In December, 1956, Will and extension agent Dan Roberts, went to the county commissioners for approval to use fair board monies to construct a building to be used for the fair and as a National Guard armory. It was approved. Was that how the Quonset came into being? An answer to these questions would be welcome.

Will Robinson served on the County Fair Board for many years. He was the Chairman of the Board for over thirty years. In 1969 the Citizen wrote: “The new community center building will be in use this year during the county fair. Though just a shell of what it will be, the building will be used for a cafeteria and for the central fair office. Work was completed on the kitchen last week.
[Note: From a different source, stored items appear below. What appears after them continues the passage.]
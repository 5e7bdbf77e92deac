//! Configuration type definitions.

use std::fmt;
use std::path::PathBuf;

use serde::{Deserialize, Serialize};

use crate::drivers::common::SslMode;
use crate::typemap::TypeRuleSet;

/// Root configuration structure.
#[derive(Debug, Clone, Serialize, Deserialize)]
pub struct Config {
    /// Source database configuration (MySQL/MariaDB).
    pub source: SourceConfig,

    /// Target database configuration (PostgreSQL).
    pub target: TargetConfig,

    /// Paging, commit cadence and failure policy.
    #[serde(default)]
    pub sync: SyncSettings,

    /// Shared column type rules, applied in order.
    #[serde(default)]
    pub type_rules: Vec<TypeRuleSet>,

    /// Table jobs, run in the order listed.
    #[serde(default)]
    pub tables: Vec<TableJobConfig>,
}

/// Source database (MySQL/MariaDB) configuration.
#[derive(Clone, Serialize, Deserialize)]
pub struct SourceConfig {
    /// Database type (always "mysql").
    #[serde(default = "default_mysql")]
    pub r#type: String,

    /// Database host.
    pub host: String,

    /// Database port (default: 3306).
    #[serde(default = "default_mysql_port")]
    pub port: u16,

    /// Database name.
    pub database: String,

    /// Username.
    pub user: String,

    /// Password.
    #[serde(default)]
    pub password: String,

    /// MySQL TLS mode: disabled, preferred, required, verify_ca or
    /// verify_identity (default: "preferred").
    #[serde(default = "default_preferred")]
    pub ssl_mode: String,

    /// Pool size (default: 2).
    #[serde(default = "default_max_connections")]
    pub max_connections: u32,
}

impl fmt::Debug for SourceConfig {
    fn fmt(&self, f: &mut fmt::Formatter<'_>) -> fmt::Result {
        f.debug_struct("SourceConfig")
            .field("type", &self.r#type)
            .field("host", &self.host)
            .field("port", &self.port)
            .field("database", &self.database)
            .field("user", &self.user)
            .field("password", &"[REDACTED]")
            .field("ssl_mode", &self.ssl_mode)
            .field("max_connections", &self.max_connections)
            .finish()
    }
}

/// Target database (PostgreSQL) configuration.
#[derive(Clone, Serialize, Deserialize)]
pub struct TargetConfig {
    /// Database type (always "postgres").
    #[serde(default = "default_postgres")]
    pub r#type: String,

    /// Database host.
    pub host: String,

    /// Database port (default: 5432).
    #[serde(default = "default_pg_port")]
    pub port: u16,

    /// Database name.
    pub database: String,

    /// Username.
    pub user: String,

    /// Password.
    #[serde(default)]
    pub password: String,

    /// Schema for unqualified target tables (default: "public").
    #[serde(default = "default_public_schema")]
    pub schema: String,

    /// SSL mode (default: require).
    #[serde(default)]
    pub ssl_mode: SslMode,

    /// Pool size (default: 2).
    #[serde(default = "default_max_connections")]
    pub max_connections: u32,
}

impl fmt::Debug for TargetConfig {
    fn fmt(&self, f: &mut fmt::Formatter<'_>) -> fmt::Result {
        f.debug_struct("TargetConfig")
            .field("type", &self.r#type)
            .field("host", &self.host)
            .field("port", &self.port)
            .field("database", &self.database)
            .field("user", &self.user)
            .field("password", &"[REDACTED]")
            .field("schema", &self.schema)
            .field("ssl_mode", &self.ssl_mode)
            .field("max_connections", &self.max_connections)
            .finish()
    }
}

/// What the run does after a table job fails fatally.
#[derive(Debug, Clone, Copy, PartialEq, Eq, Default, Serialize, Deserialize)]
#[serde(rename_all = "lowercase")]
pub enum OnJobError {
    /// Stop at the first failed job.
    #[default]
    Abort,
    /// Record the failure and run the remaining jobs.
    Continue,
}

/// Run-wide sync behavior.
#[derive(Debug, Clone, Serialize, Deserialize)]
pub struct SyncSettings {
    /// Rows per source page and target batch (default: 1000).
    #[serde(default = "default_batch_size")]
    pub batch_size: usize,

    /// Commit after this many pages (default: 1).
    #[serde(default = "default_commit_every")]
    pub commit_every: usize,

    /// Directory for reject artifacts, created on first reject (default: "out").
    #[serde(default = "default_reject_dir")]
    pub reject_dir: PathBuf,

    /// Failure policy (default: abort).
    #[serde(default)]
    pub on_job_error: OnJobError,
}

impl Default for SyncSettings {
    fn default() -> Self {
        Self {
            batch_size: default_batch_size(),
            commit_every: default_commit_every(),
            reject_dir: default_reject_dir(),
            on_job_error: OnJobError::default(),
        }
    }
}

/// One table job: a source query loaded into one target table.
#[derive(Debug, Clone, Serialize, Deserialize)]
pub struct TableJobConfig {
    /// Job name, used in logs and reject file names.
    pub name: String,

    /// Read query run against the source.
    pub query: String,

    /// Target table, `table` or `schema.table`.
    pub target_table: String,

    /// Rules layered over the shared ones for this table only.
    #[serde(default, skip_serializing_if = "TypeRuleSet::is_empty")]
    pub type_rules: TypeRuleSet,

    /// Per-table page size override.
    #[serde(default, skip_serializing_if = "Option::is_none")]
    pub batch_size: Option<usize>,
}

fn default_mysql() -> String {
    "mysql".to_string()
}

fn default_postgres() -> String {
    "postgres".to_string()
}

fn default_mysql_port() -> u16 {
    3306
}

fn default_pg_port() -> u16 {
    5432
}

fn default_public_schema() -> String {
    "public".to_string()
}

fn default_preferred() -> String {
    "preferred".to_string()
}

fn default_max_connections() -> u32 {
    2
}

fn default_batch_size() -> usize {
    1000
}

fn default_commit_every() -> usize {
    1
}

fn default_reject_dir() -> PathBuf {
    PathBuf::from("out")
}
The building is to be paneled and a ceiling installed to make it usable for community functions.” We now know it as the Robinson Building, used for many public functions, one of them being the Style Revue for 4H clothing projects, bringing all of the fair activities into one central place.

On his 90th birthday Will was honored when Franklin County dedicated the W. M. Robinson Community Center in Preston. A plaque in the building, recognizing his life of devotion to the fair, is dated Nov 7, 1970. Will died in Preston in 1972, and is buried in the Franklin Cemetery. He accomplished more after the age of 60 than most men do in a lifetime.